Christine Blasey Ford alleges that Kavanaugh sexually assaulted her in the 1980s when she was 15 and he was 17. Ford claims it happened at a house party when Kavanaugh and a classmate at Georgetown Preparatory School, Mark Judge, trapped her in a room and Kavanaugh pinned her down with his body, clapped his hand over her face to stop her screams and tried to pull her clothes off. Ford says both boys were drunk.
The incident ended, Ford says, when Judge jumped on Kavanaugh, all three fell off a bed, the two boys began wrestling, and she escaped.
Both Kavanaugh and Ford may testify before the Senate Judiciary Committee, and that testimony might help us understand what happened. Even if the two share totally opposing stories, the senators who have to vote on Kavanaugh’s confirmation, and the American people, will be able to listen and judge.
And other searches for evidence might yield information.
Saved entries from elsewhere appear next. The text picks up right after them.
//! Interactive terminal walk through one query's suggestions.

use std::io::Write;
use std::path::Path;

use tokio::io::{AsyncBufReadExt, BufReader};
use wander_core::{DetailProvider, Venue, UNKNOWN_RATING};
use wander_suggest::{suggest_near, Position, QueryOptions, SuggestionSession};

use crate::{user_facing, Providers};

#[derive(Debug, Clone, Copy, PartialEq, Eq)]
enum Action {
    Current,
    Next,
    Previous,
    Restart,
    Quit,
}

fn parse_action(input: &str) -> Option<Action> {
    match input.trim().to_ascii_lowercase().as_str() {
        "" | "c" | "current" => Some(Action::Current),
        "n" | "next" => Some(Action::Next),
        "p" | "prev" | "previous" => Some(Action::Previous),
        "r" | "restart" => Some(Action::Restart),
        "q" | "quit" | "exit" => Some(Action::Quit),
        _ => None,
    }
}

/// Runs a query and then reads navigation commands from stdin until `q` or
/// end of input.
///
/// # Errors
///
/// Returns an error if the location cannot be resolved, the search fails or
/// finds nothing, or the terminal cannot be read.
pub(crate) async fn run_suggest(
    providers: &Providers,
    options: &QueryOptions,
    query: &str,
    location_file: Option<&Path>,
) -> anyhow::Result<()> {
    let location = providers.location(location_file).await?;
    let suggestions = suggest_near(location, &providers.foursquare, query, options)
        .await
        .map_err(user_facing)?;
    let mut session = suggestions.session;

    step(&mut session, &providers.foursquare, Action::Current).await;

    let mut lines = BufReader::new(tokio::io::stdin()).lines();
    loop {
        print!("> ");
        std::io::stdout().flush()?;
        let Some(line) = lines.next_line().await? else {
            break;
        };
        match parse_action(&line) {
            Some(Action::Quit) => break,
            Some(action) => step(&mut session, &providers.foursquare, action).await,
            None => println!("unknown command '{}'", line.trim()),
        }
    }
    Ok(())
}

async fn step(session: &mut SuggestionSession, details: &dyn DetailProvider, action: Action) {
    let navigator = session.navigator_mut();
    let moved = match action {
        Action::Current | Action::Quit => navigator.current(details).await,
        Action::Next => navigator.next(details).await,
        Action::Previous => navigator.previous(details).await,
        Action::Restart => navigator.restart(details).await,
    }
    .map(render_venue);

    match moved {
        Ok(text) => {
            println!("{text}");
            println!("{}", render_position(navigator.position()));
        }
        Err(e) => {
            tracing::warn!(error = %e, ?action, "navigation failed");
            println!("{}", e.user_message());
        }
    }
}

fn render_venue(venue: &Venue) -> String {
    let record = venue.to_plain_record();
    let mut lines = vec![record.name.clone()];
    if !record.location.formatted_address.is_empty() {
        lines.push(format!("  {}", record.location.formatted_address.join(", ")));
    }
    match record.rating {
        Some(rating) if (rating - UNKNOWN_RATING).abs() > f64::EPSILON => {
            lines.push(format!("  Rating: {rating:.1}/10"));
        }
        _ => lines.push("  Rating: not rated".to_string()),
    }
    if let Some(hours) = record.hours.as_deref() {
        lines.push(format!("  Hours: {hours}"));
    }
    for (label, value) in record.contacts.iter().flatten() {
        lines.push(format!("  {label}: {value}"));
    }
    let optional = [
        ("About", record.description.as_deref()),
        ("Website", record.url.as_deref()),
        ("Foursquare", record.canonical_url.as_deref()),
    ];
    for (label, value) in optional {
        if let Some(value) = value.filter(|v| !v.is_empty()) {
            lines.push(format!("  {label}: {value}"));
        }
    }
    lines.push(format!("  Map: {}", venue.maps_link()));
    lines.join("\n")
}

fn render_position(position: Position) -> String {
    let mut hints = Vec::new();
    if position.has_next {
        hints.push("n: next");
    }
    if position.has_previous {
        hints.push("p: previous");
        hints.push("r: restart");
    }
    if !position.has_next {
        hints.push("no further suggestions");
    }
    hints.push("q: quit");
    format!(
        "[{}/{}]  {}",
        position.position + 1,
        position.total,
        hints.join("  ")
    )
}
Other women could come forward to accuse Kavanaugh of assault. Other men could surface accusing Ford of making false, similar claims against them. An in-depth investigation might at least confirm, among other facts, whether the party happened and whether the people involved in the story attended.
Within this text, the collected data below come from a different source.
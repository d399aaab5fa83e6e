use std::net::SocketAddr;

#[derive(Debug, Clone, PartialEq, Eq)]
pub enum Environment {
    Development,
    Test,
    Production,
}

impl std::fmt::Display for Environment {
    fn fmt(&self, f: &mut std::fmt::Formatter<'_>) -> std::fmt::Result {
        match self {
            Environment::Development => write!(f, "development"),
            Environment::Test => write!(f, "test"),
            Environment::Production => write!(f, "production"),
        }
    }
}

#[derive(Clone)]
pub struct AppConfig {
    pub env: Environment,
    pub bind_addr: SocketAddr,
    pub log_level: String,
    pub foursquare_client_id: String,
    pub foursquare_client_secret: String,
    pub ipdata_api_key: String,
    pub search_radius_meters: u32,
    pub search_limit: u32,
    pub search_attempts: u32,
    pub open_now: bool,
    /// Blend between inverse-distance (0.0) and uniform (1.0) ordering.
    pub smoothing: f64,
    pub request_timeout_secs: u64,
    pub user_agent: String,
    pub max_retries: u32,
    pub retry_backoff_base_ms: u64,
    pub session_ttl_secs: u64,
}

impl std::fmt::Debug for AppConfig {
    fn fmt(&self, f: &mut std::fmt::Formatter<'_>) -> std::fmt::Result {
        f.debug_struct("AppConfig")
            .field("env", &self.env)
            .field("bind_addr", &self.bind_addr)
            .field("log_level", &self.log_level)
            .field("foursquare_client_id", &"[redacted]")
            .field("foursquare_client_secret", &"[redacted]")
            .field("ipdata_api_key", &"[redacted]")
            .field("search_radius_meters", &self.search_radius_meters)
            .field("search_limit", &self.search_limit)
            .field("search_attempts", &self.search_attempts)
            .field("open_now", &self.open_now)
            .field("smoothing", &self.smoothing)
            .field("request_timeout_secs", &self.request_timeout_secs)
            .field("user_agent", &self.user_agent)
            .field("max_retries", &self.max_retries)
            .field("retry_backoff_base_ms", &self.retry_backoff_base_ms)
            .field("session_ttl_secs", &self.session_ttl_secs)
            .finish()
    }
}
But the testimonials from 65 female friends Kavanaugh knew in his high school years who signed a letter saying he never could have done such a thing are not evidence. Neither are the testimonials from 200 women who attended the Holton-Arms School in Maryland over the past 50 years, as Ford did, saying they believe her.
In the case of these letters, the sheer number of signees suggests they support each player politically more than personally. How many of us could quickly gather up 65 members of the opposite sex from our (single-sex) high school years to assure the world we are unfailingly honorable? What value should we grant the belief of 200 women, some of whom have never even met Ford or Kavanaugh, that she is the truthful one?
And how many clergy members and teachers and coaches and stepfathers have been insulated from true accusations of sexual assault by people who loved and respected them, and who wrongly believed them worthy of love and respect?
No one in my life can say I’m good and be sure. No one in Kavanaugh or Ford’s lives can say it for sure about them, either.
And that’s particularly true of the politicians and pundits who, without knowing Kavanaugh or Ford, have picked a relative stranger to support emphatically based on the politics of the moment.
Lane Filler is a member of Newsday’s editorial board.